Türkiye’nin ne anlama geldiğini Kosava’daki Ramazan Amcaya, Filistindeki Anwar Abiye, Kazakistan’daki Mahmut Abiye, Etiyopya’daki Muhammed Ahmed’e ve Kırım Türklerine sorun! Onlar size Türkiye’nin aklınıza gelen ve gelmeyen tüm anlamlarını sıralar. Bu anlamları sıraladığında bu insanların karşısında şaşırır kalırsınız. Türkiye sevgisini sizi görünce gözlerinin içinin parlamasından anlarsınız.

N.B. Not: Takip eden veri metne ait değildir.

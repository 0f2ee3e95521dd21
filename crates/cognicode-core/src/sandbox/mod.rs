//! Sandbox: turns a candidate program plus a hidden validation script into a
//! graded outcome.
//!
//! Each execution parses the candidate first, then writes
//! `<code>\n\n<script>` to a uniquely named temporary file and runs it in a
//! fresh interpreter process under a hard wall-clock deadline. The temporary
//! file is released on every exit path.
//!
//! # Modules
//!
//! - [`config`]   — `SandboxConfig`, `SyntaxPolicy`
//! - [`syntax`]   — parse check and incomplete-block repair
//! - [`executor`] — `Sandbox::execute()`, `Evaluator`
//! - [`result`]   — `ExecutionResult`, `ErrorKind`

pub mod config;
pub mod executor;
pub mod result;
pub mod syntax;

pub use config::{SandboxConfig, SyntaxPolicy};
pub use executor::{Evaluator, Sandbox};
pub use result::{ErrorKind, ExecutionResult};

Türk Devletleri Teşkilatı tüm kapıları açacak

Yüzyıl önce Anadolu insanın üzerine tüm kapılar kapatılmış ve bu coğrafyada varoluş savaşı veriyordu. Yüz yıl sonra bugün, zorla kapatılan kapılar birer birer açıldı. İşte doğu kapısı açıldı sınırlarımız yeniden Çin’e kadar dayandı, Macaristan’ın katılımı ile de sınırlarımız Avusturya’ya kadar dayanmış olacak.

Üretim bu coğrafyada, 2 trilyon Dolara varan ticaret hacmi bu coğrafyada. Doğu ile Batı, Kuzey ile Afrika bağlantı noktaları bu coğrafyada. İpek ve baharat yolları yeniden canlanıyor. Birer birer köprüler yapılıyor. Batı ile bir başka bağlantı noktası olan Çanakkale Köprüsü de açılıyor.

Durmadan, yılmadan katma değerli üretim yaparak bu gerçeğin daha da büyümesine destek olmak gerekir. Görmek istemeyene takılı kalmayın. Onlar verilen mücadeleleri daha öncede de görmemişlerdi.

Bütün bu gelişmelerin yanında düzenlenmesi gereken önemli konular var.

Milletin nazarında “adalet” konusu kanayan bir yaradır. Dünya adalet endeksi sıralamasında da çok gerilerdeyiz. Bir hayali ilmek ilmek dokuyan bir milletin Adaleti tutup kaldırması kadar doğal bir şey olamaz.

Tüm dünya insanları Adaleti “Batı”da değil “ülkemde” aramalıdır. Nuşirevan, Necaşi ve Hz. Ömer döneminde olduğu gibi…

Liyakat ve ehliyet… bu alanda söylemler karın doyurmuyor. İcraate geçmek gerekir. Olan biten ve piyasada cereyan eden hadiseler en uzak noktalardan bile görünüyor.

Her hangi bir kurumda bir değişim oluyor. Yeni gelenler orada çalışanları “düşman kuvvetleri” gibi görüyor. Bir değişim rüzgarı herkesi bir yerden başka bir yere savuruyor. Kurumsal hafıza, liyakat rüzgarın hızını kesemiyor. Bu makamlar ne eskilerin atasından miras kalmıştır, ne de yenilerin “fethedeceği” düşman topraklarıdır.

Ne bitirmesi gereken işler özel işleridir, nede “bu işleri bitirme karşılığı aldığı “hediyeler!?” “helal” yiyeceklerdir.

Olması gereken ehliyet ve liyakatli insanların iş başına getirilmesidir. Emanetin ehil insanların elinde güvenle yükselmesidir.